Apre la liturgia della Parola del Giorno di Pasqua la proclamazione del kerigma integrale del cristianesimo, annuncio della «salvezza potente suscitata per noi nella casa di Davide, servo» del Signore (Luca 1,69), pronunciato dall’apostolo Pietro di fronte alla famiglia del pagano Cornelio, nel contesto del trittico battesimale dei capitoli 8-10 degli Atti degli Apostoli: «Voi sapete ciò che è accaduto in tutta la Giudea, cominciando dalla Galilea, dopo il battesimo predicato da Giovanni, come Dio ha consacrato in Spirito Santo e potenza Gesù di Nazaret, che passò beneficando e sanando tutti coloro che stavano sotto il potere del diavolo, perché Dio era con Lui. E noi siamo testimoni di tutte le cose da Lui compiute nella regione dei Giudei e in Gerusalemme. Lo uccisero, appendendolo a una croce, ma Dio lo ha risuscitato il terzo giorno e volle che si manifestasse, non a tutto il popolo, ma a testimoni prescelti da Dio, a noi che abbiamo mangiato e bevuto con Lui dopo la sua Risurrezione dai morti. E ci ha ordinato di annunciare al popolo e di testimoniare che egli è giudice dei vivi e dei morti, costituito da Dio.
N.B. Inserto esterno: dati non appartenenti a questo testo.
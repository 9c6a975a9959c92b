//! Component-scoped audit writer.

use std::fmt;
use std::sync::Arc;

use cohort_core::MetadataCollectionId;
use cohort_core::SystemTimeProvider;
use cohort_core::TimeProvider;
use tracing::error;
use tracing::info;
use tracing::warn;
use uuid::Uuid;

use crate::memory::InMemoryAuditLogStore;
use crate::record::AuditCode;
use crate::record::AuditComponent;
use crate::record::AuditLogRecord;
use crate::record::AuditOriginator;
use crate::store::AuditLogStore;

/// Writes audit records for one component to every configured store.
///
/// Cheap to clone; clones share the stores. Each record is mirrored to
/// `tracing`. A store failure is logged and never propagated.
#[derive(Clone)]
pub struct AuditLog {
    originator: AuditOriginator,
    component: AuditComponent,
    stores: Arc<[Arc<dyn AuditLogStore>]>,
    time: Arc<dyn TimeProvider>,
}

impl fmt::Debug for AuditLog {
    fn fmt(&self, f: &mut fmt::Formatter<'_>) -> fmt::Result {
        f.debug_struct("AuditLog")
            .field("originator", &self.originator)
            .field("component", &self.component)
            .field("stores", &self.stores.len())
            .finish()
    }
}

impl AuditLog {
    pub fn new(
        server_name: impl Into<String>,
        metadata_collection_id: MetadataCollectionId,
        stores: Vec<Arc<dyn AuditLogStore>>,
        time: Arc<dyn TimeProvider>,
    ) -> Self {
        Self {
            originator: AuditOriginator {
                server_name: server_name.into(),
                metadata_collection_id,
            },
            component: AuditComponent::Node,
            stores: stores.into(),
            time,
        }
    }

    /// A log backed by a single fresh in-memory store, using the system clock.
    pub fn in_memory(
        server_name: impl Into<String>,
        metadata_collection_id: MetadataCollectionId,
    ) -> (Self, Arc<InMemoryAuditLogStore>) {
        let store = Arc::new(InMemoryAuditLogStore::new());
        let log = Self::new(server_name, metadata_collection_id, vec![store.clone()], Arc::new(SystemTimeProvider));
        (log, store)
    }

    /// The same stores and originator, stamped with another component.
    pub fn for_component(&self, component: AuditComponent) -> Self {
        Self {
            component,
            ..self.clone()
        }
    }

    pub fn component(&self) -> AuditComponent {
        self.component
    }

    pub fn originator(&self) -> &AuditOriginator {
        &self.originator
    }

    pub async fn log(&self, code: &AuditCode, params: &[&(dyn fmt::Display + Sync)]) -> AuditLogRecord {
        self.write(code, params, Vec::new(), None).await
    }

    pub async fn log_with_info(
        &self,
        code: &AuditCode,
        params: &[&(dyn fmt::Display + Sync)],
        additional_information: Vec<String>,
    ) -> AuditLogRecord {
        self.write(code, params, additional_information, None).await
    }

    pub async fn log_error(
        &self,
        code: &AuditCode,
        params: &[&(dyn fmt::Display + Sync)],
        err: &(dyn std::error::Error + Sync + '_),
    ) -> AuditLogRecord {
        self.write(code, params, Vec::new(), Some(err.to_string())).await
    }

    async fn write(
        &self,
        code: &AuditCode,
        params: &[&(dyn fmt::Display + Sync)],
        additional_information: Vec<String>,
        exception_detail: Option<String>,
    ) -> AuditLogRecord {
        let record = AuditLogRecord {
            record_id: Uuid::new_v4().to_string(),
            timestamp_ms: self.time.now_unix_ms(),
            originator: self.originator.clone(),
            component: self.component,
            severity: code.severity,
            message_id: code.message_id.to_string(),
            formatted_message: code.format(params),
            system_action: code.system_action.to_string(),
            user_action: code.user_action.to_string(),
            additional_information,
            exception_detail,
        };

        if code.severity.is_error() {
            error!(
                component = %self.component,
                message_id = code.message_id,
                severity = %code.severity,
                "{}",
                record.formatted_message
            );
        } else {
            info!(
                component = %self.component,
                message_id = code.message_id,
                severity = %code.severity,
                "{}",
                record.formatted_message
            );
        }

        for store in self.stores.iter() {
            if let Err(e) = store.store(record.clone()).await {
                warn!(message_id = code.message_id, error = %e, "failed to store audit record");
            }
        }
        record
    }
}

#[cfg(test)]
mod tests {
    use async_trait::async_trait;
    use cohort_core::SimulatedTimeProvider;

    use super::*;
    use crate::error::AuditStoreError;
    use crate::error::Result;
    use crate::record::Severity;
    use crate::store::AuditFilter;

    const JOINED: AuditCode = AuditCode {
        message_id: "TEST-0100",
        severity: Severity::Event,
        message_template: "member {0} joined",
        system_action: "the member is tracked",
        user_action: "none",
    };

    struct BrokenStore;

    #[async_trait]
    impl AuditLogStore for BrokenStore {
        async fn store(&self, _record: AuditLogRecord) -> Result<String> {
            Err(AuditStoreError::Paging { offset: 0, limit: 0 })
        }

        async fn get_record(&self, _record_id: &str) -> Result<Option<AuditLogRecord>> {
            Ok(None)
        }

        async fn query(&self, _filter: &AuditFilter, _offset: i64, _limit: i64) -> Result<Vec<AuditLogRecord>> {
            Ok(Vec::new())
        }
    }

    #[tokio::test]
    async fn test_fans_out_and_stamps_component() {
        let a = Arc::new(InMemoryAuditLogStore::new());
        let b = Arc::new(InMemoryAuditLogStore::new());
        let time = Arc::new(SimulatedTimeProvider::new(5_000));
        let log = AuditLog::new("server-a", "repo-a".into(), vec![a.clone(), b.clone()], time)
            .for_component(AuditComponent::CohortRegistry);

        let record = log.log(&JOINED, &[&"repo-b"]).await;

        assert_eq!(record.formatted_message, "member repo-b joined");
        assert_eq!(record.timestamp_ms, 5_000);
        assert_eq!(record.component, AuditComponent::CohortRegistry);
        assert_eq!(a.records(), vec![record.clone()]);
        assert_eq!(b.get_record(&record.record_id).await.unwrap(), Some(record));
    }

    #[tokio::test]
    async fn test_store_failure_is_not_propagated() {
        let good = Arc::new(InMemoryAuditLogStore::new());
        let log = AuditLog::new(
            "server-a",
            "repo-a".into(),
            vec![Arc::new(BrokenStore), good.clone()],
            Arc::new(SystemTimeProvider),
        );
        let err = std::io::Error::other("disk full");
        let record = log.log_error(&JOINED, &[&"repo-c"], &err).await;
        assert_eq!(record.exception_detail.as_deref(), Some("disk full"));
        assert_eq!(good.len(), 1);
    }
}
A Lui tutti i profeti danno testimonianza: chiunque crede in Lui riceve il perdono dei peccati per mezzo del suo nome» (Atti 10,37-43, I lettura del giorno).

Nella notte della Veglia, dopo le otto letture uguali tutti gli anni, in questo anno B siamo accompagnati alla scoperta della tomba vuota dal Vangelo di Marco, che si ispira direttamente a Pietro e ripercorre con essenzialità, “dal battesimo di Giovanni alla Resurrezione”, le tappe di questo kerigma, che ha fondato la predicazione dei primi secoli invitando al Battesimo della salvezza, nel quale «siamo morti con Cristo e crediamo che anche vivremo con Lui» (Epistola della Veglia, Romani 6).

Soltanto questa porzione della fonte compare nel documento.